**INSTRUCTIONS TO FOLLOW**
In the entries below, find each line with the word "against" and return it.

[[ STUDY MATERIAL open ]]

use super::cutoffs::Cutoffs;
use super::structs::{ContactRecord, Interaction};
use crate::chemistry::{
    AROMATIC_RESIDUES, CHARGED_RESIDUES, NEGATIVE_RESIDUES, POSITIVE_RESIDUES,
};
use crate::errors::StructureError;
use crate::pairs::find_pairs;
use crate::selection::AtomFilter;
use crate::structure::StructureModel;
use pdbtbx::Element;
use tracing::debug;

/// The workhorse struct for classifying protein-ligand contacts in one model.
///
/// Holds a borrowed model and a complete cutoff configuration; the model is
/// never mutated. Categories run in a fixed order and their results are
/// concatenated without cross-category deduplication, since one physical pair
/// can qualify for several categories.
pub struct InteractionClassifier<'a> {
    model: &'a StructureModel,
    cutoffs: Cutoffs,
}

impl<'a> InteractionClassifier<'a> {
    /// Validate the model and build a classifier.
    ///
    /// A model with no atoms, or whose protein partition is empty, cannot be
    /// analyzed. An empty ligand partition is fine and yields zero records.
    pub fn new(model: &'a StructureModel, cutoffs: Cutoffs) -> Result<Self, StructureError> {
        if model.atoms().is_empty() {
            return Err(StructureError::EmptyModel {
                model_id: model.id().to_string(),
            });
        }
        if !model.atoms().iter().any(|a| a.is_polymer) {
            return Err(StructureError::EmptyProteinPartition {
                model_id: model.id().to_string(),
            });
        }
        Ok(Self { model, cutoffs })
    }

    /// Produce the complete contact record sequence for the model.
    ///
    /// Order is defined: hbond, salt_bridge (positive protein side first,
    /// then negative), pi_pi, hydrophobic; within a category, pair-finder
    /// emission order. Two runs over the same model and cutoffs yield
    /// identical sequences.
    pub fn classify(&self) -> Vec<ContactRecord> {
        let mut records = Vec::new();

        // 1. Hydrogen bonds
        self.run_category(
            Interaction::HydrogenBond,
            AtomFilter::polar(),
            AtomFilter::polar(),
            &mut records,
        );

        // 2. Salt bridges; charge complementarity is directional, so both
        // polarities are queried
        self.run_category(
            Interaction::SaltBridge,
            AtomFilter::ResidueIn(POSITIVE_RESIDUES),
            AtomFilter::NegativeCharge,
            &mut records,
        );
        self.run_category(
            Interaction::SaltBridge,
            AtomFilter::ResidueIn(NEGATIVE_RESIDUES),
            AtomFilter::PositiveCharge,
            &mut records,
        );

        // 3. Pi stacking proxy: aromatic residue against any ligand carbon
        self.run_category(
            Interaction::PiStacking,
            AtomFilter::ResidueIn(AROMATIC_RESIDUES),
            AtomFilter::Element(Element::C),
            &mut records,
        );

        // 4. Hydrophobic contacts
        self.run_category(
            Interaction::Hydrophobic,
            AtomFilter::polar()
                .negate()
                .and(AtomFilter::ResidueIn(CHARGED_RESIDUES).negate()),
            AtomFilter::polar().negate(),
            &mut records,
        );

        records
    }

    fn run_category(
        &self,
        interaction: Interaction,
        protein_filter: AtomFilter,
        ligand_filter: AtomFilter,
        records: &mut Vec<ContactRecord>,
    ) {
        let protein = self
            .model
            .select(&AtomFilter::Polymer.and(protein_filter));
        let ligand = self
            .model
            .select(&AtomFilter::NonPolymer.and(ligand_filter));
        let cutoff = self.cutoffs.get(interaction);

        for (protein_index, ligand_index) in find_pairs(&protein, &ligand, cutoff) {
            records.extend(self.pair_to_record(interaction, protein_index, ligand_index));
        }
    }

    /// Resolve a raw index pair into a contact record.
    ///
    /// A pair whose indices no longer resolve to exactly one atom each is
    /// dropped; one malformed pair must not abort the model's classification.
    fn pair_to_record(
        &self,
        interaction: Interaction,
        protein_index: usize,
        ligand_index: usize,
    ) -> Option<ContactRecord> {
        let (Some(protein), Some(ligand)) =
            (self.model.atom(protein_index), self.model.atom(ligand_index))
        else {
            debug!(
                "dropping unresolvable {interaction} pair ({protein_index}, {ligand_index}) \
                 in model `{id}`",
                id = self.model.id()
            );
            return None;
        };

        Some(ContactRecord {
            interaction,
            protein_resn: protein.resn.clone(),
            protein_resi: protein.resi,
            protein_atom: protein.atomn.clone(),
            ligand_atom: ligand.atomn.clone(),
            distance: round3(protein.distance(ligand)),
        })
    }
}

fn round3(distance: f64) -> f64 {
    (distance * 1000.0).round() / 1000.0
}

#[cfg(test)]
mod tests {
    use super::*;
    use crate::chemistry;
    use crate::structure::AtomRecord;
    use nalgebra as na;

    fn patom(
        index: usize,
        resn: &str,
        resi: isize,
        atomn: &str,
        element: Element,
        pos: (f64, f64, f64),
    ) -> AtomRecord {
        AtomRecord {
            index,
            element: Some(element),
            resn: resn.to_string(),
            resi,
            atomn: atomn.to_string(),
            pos: na::Vector3::new(pos.0, pos.1, pos.2),
            is_donor: chemistry::is_protein_donor(resn, atomn),
            is_acceptor: chemistry::is_protein_acceptor(resn, atomn),
            formal_charge: 0,
            is_polymer: true,
        }
    }

    fn latom(
        index: usize,
        atomn: &str,
        element: Element,
        charge: isize,
        pos: (f64, f64, f64),
    ) -> AtomRecord {
        let (is_donor, is_acceptor) = chemistry::element_donor_acceptor(Some(element));
        AtomRecord {
            index,
            element: Some(element),
            resn: "LIG".to_string(),
            resi: 1,
            atomn: atomn.to_string(),
            pos: na::Vector3::new(pos.0, pos.1, pos.2),
            is_donor,
            is_acceptor,
            formal_charge: charge,
            is_polymer: false,
        }
    }

    #[test]
    fn hbond_scenario() {
        let model = StructureModel::from_atoms(
            "model_0",
            vec![
                patom(0, "ASP", 45, "OD1", Element::O, (0.0, 0.0, 0.0)),
                latom(1, "N1", Element::N, 0, (2.8, 0.0, 0.0)),
            ],
        );
        let records = InteractionClassifier::new(&model, Cutoffs::default())
            .unwrap()
            .classify();

        assert_eq!(
            records,
            vec![ContactRecord {
                interaction: Interaction::HydrogenBond,
                protein_resn: "ASP".to_string(),
                protein_resi: 45,
                protein_atom: "OD1".to_string(),
                ligand_atom: "N1".to_string(),
                distance: 2.8,
            }]
        );
    }

    #[test]
    fn salt_bridge_respects_the_cutoff() {
        let model = StructureModel::from_atoms(
            "model_0",
            vec![
                patom(0, "ARG", 10, "NH1", Element::N, (0.0, 0.0, 0.0)),
                latom(1, "O1", Element::O, -1, (3.9, 0.0, 0.0)),
            ],
        );

        let records = InteractionClassifier::new(&model, Cutoffs::default())
            .unwrap()
            .classify();
        assert_eq!(records.len(), 1);
        assert_eq!(records[0].interaction, Interaction::SaltBridge);
        assert_eq!(records[0].protein_resn, "ARG");
        assert_eq!(records[0].distance, 3.9);

        // Same pair, tighter cutoff: nothing
        let tight = Cutoffs::new(3.5, 3.0, 5.0, 4.0).unwrap();
        let records = InteractionClassifier::new(&model, tight)
            .unwrap()
            .classify();
        assert!(records.is_empty());
    }

    #[test]
    fn salt_bridge_checks_both_polarities() {
        let model = StructureModel::from_atoms(
            "model_0",
            vec![
                patom(0, "GLU", 20, "OE1", Element::O, (0.0, 0.0, 0.0)),
                patom(1, "ARG", 30, "NH2", Element::N, (20.0, 0.0, 0.0)),
                latom(2, "N2", Element::N, 1, (3.8, 0.0, 0.0)),
                latom(3, "O2", Element::O, -1, (23.8, 0.0, 0.0)),
            ],
        );
        let records = InteractionClassifier::new(&model, Cutoffs::default())
            .unwrap()
            .classify();

        let salt: Vec<&ContactRecord> = records
            .iter()
            .filter(|r| r.interaction == Interaction::SaltBridge)
            .collect();
        assert_eq!(salt.len(), 2);
        // Positive-protein sub-query runs before the negative-protein one
        assert_eq!(salt[0].protein_resn, "ARG");
        assert_eq!(salt[1].protein_resn, "GLU");
    }

    #[test]
    fn same_pair_can_appear_in_two_categories() {
        // A histidine carbon against a negatively charged ligand carbon
        // qualifies as salt_bridge (residue is chargeable) and as pi_pi
        // (residue is aromatic, ligand atom is carbon).
        let model = StructureModel::from_atoms(
            "model_0",
            vec![
                patom(0, "HIS", 7, "CE1", Element::C, (0.0, 0.0, 0.0)),
                latom(1, "C9", Element::C, -1, (3.8, 0.0, 0.0)),
            ],
        );
        let records = InteractionClassifier::new(&model, Cutoffs::default())
            .unwrap()
            .classify();

        assert_eq!(records.len(), 2);
        assert_eq!(records[0].interaction, Interaction::SaltBridge);
        assert_eq!(records[1].interaction, Interaction::PiStacking);
        assert_eq!(records[0].protein_atom, records[1].protein_atom);
        assert_eq!(records[0].ligand_atom, records[1].ligand_atom);
    }

    #[test]
    fn hydrophobic_excludes_polar_and_charged_partners() {
        let model = StructureModel::from_atoms(
            "model_0",
            vec![
                patom(0, "LEU", 12, "CD1", Element::C, (0.0, 0.0, 0.0)),
                patom(1, "ASP", 13, "CB", Element::C, (0.0, 5.0, 0.0)),
                latom(2, "C3", Element::C, 0, (3.5, 0.0, 0.0)),
                latom(3, "O3", Element::O, 0, (0.0, 5.0, 3.5)),
            ],
        );
        let records = InteractionClassifier::new(&model, Cutoffs::default())
            .unwrap()
            .classify();

        // LEU CD1 -- C3 is the only hydrophobic contact: ASP is charged and
        // O3 is an acceptor
        let hydrophobic: Vec<&ContactRecord> = records
            .iter()
            .filter(|r| r.interaction == Interaction::Hydrophobic)
            .collect();
        assert_eq!(hydrophobic.len(), 1);
        assert_eq!(hydrophobic[0].protein_resn, "LEU");
        assert_eq!(hydrophobic[0].ligand_atom, "C3");
    }

    #[test]
    fn distances_are_rounded_to_three_decimals() {
        let model = StructureModel::from_atoms(
            "model_0",
            vec![
                patom(0, "GLY", 3, "N", Element::N, (0.0, 0.0, 0.0)),
                latom(1, "O1", Element::O, 0, (3.14159, 0.0, 0.0)),
            ],
        );
        let records = InteractionClassifier::new(&model, Cutoffs::default())
            .unwrap()
            .classify();

        assert_eq!(records.len(), 1);
        assert_eq!(records[0].distance, 3.142);
    }

    #[test]
    fn classification_is_deterministic() {
        let mut atoms = Vec::new();
        for i in 0..8 {
            atoms.push(patom(
                i,
                "LEU",
                10 + i as isize,
                "CD1",
                Element::C,
                (i as f64 * 1.7, 0.0, 0.0),
            ));
        }
        for i in 8..16 {
            atoms.push(latom(
                i,
                "C1",
                Element::C,
                0,
                ((i - 8) as f64 * 1.3, 2.5, 0.0),
            ));
        }
        let model = StructureModel::from_atoms("model_0", atoms);

        let classifier = InteractionClassifier::new(&model, Cutoffs::default()).unwrap();
        let first = classifier.classify();
        let second = classifier.classify();
        assert!(!first.is_empty());
        assert_eq!(first, second);
    }

    #[test]
    fn empty_model_is_rejected() {
        let model = StructureModel::from_atoms("model_0", vec![]);
        assert_eq!(
            InteractionClassifier::new(&model, Cutoffs::default()).err(),
            Some(StructureError::EmptyModel {
                model_id: "model_0".to_string()
            })
        );
    }

    #[test]
    fn ligand_only_model_is_rejected() {
        let model = StructureModel::from_atoms(
            "model_0",
            vec![latom(0, "C1", Element::C, 0, (0.0, 0.0, 0.0))],
        );
        assert_eq!(
            InteractionClassifier::new(&model, Cutoffs::default()).err(),
            Some(StructureError::EmptyProteinPartition {
                model_id: "model_0".to_string()
            })
        );
    }

    #[test]
    fn empty_ligand_partition_yields_zero_records() {
        let model = StructureModel::from_atoms(
            "model_0",
            vec![
                patom(0, "ASP", 45, "OD1", Element::O, (0.0, 0.0, 0.0)),
                patom(1, "ARG", 46, "NH1", Element::N, (3.0, 0.0, 0.0)),
            ],
        );
        let records = InteractionClassifier::new(&model, Cutoffs::default())
            .unwrap()
            .classify();
        assert!(records.is_empty());
    }
}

[[ STUDY MATERIAL closed ]]

**TASK SOLUTION**
        // 3. Pi stacking proxy: aromatic residue against any ligand carbon
        // A histidine carbon against a negatively charged ligand carbon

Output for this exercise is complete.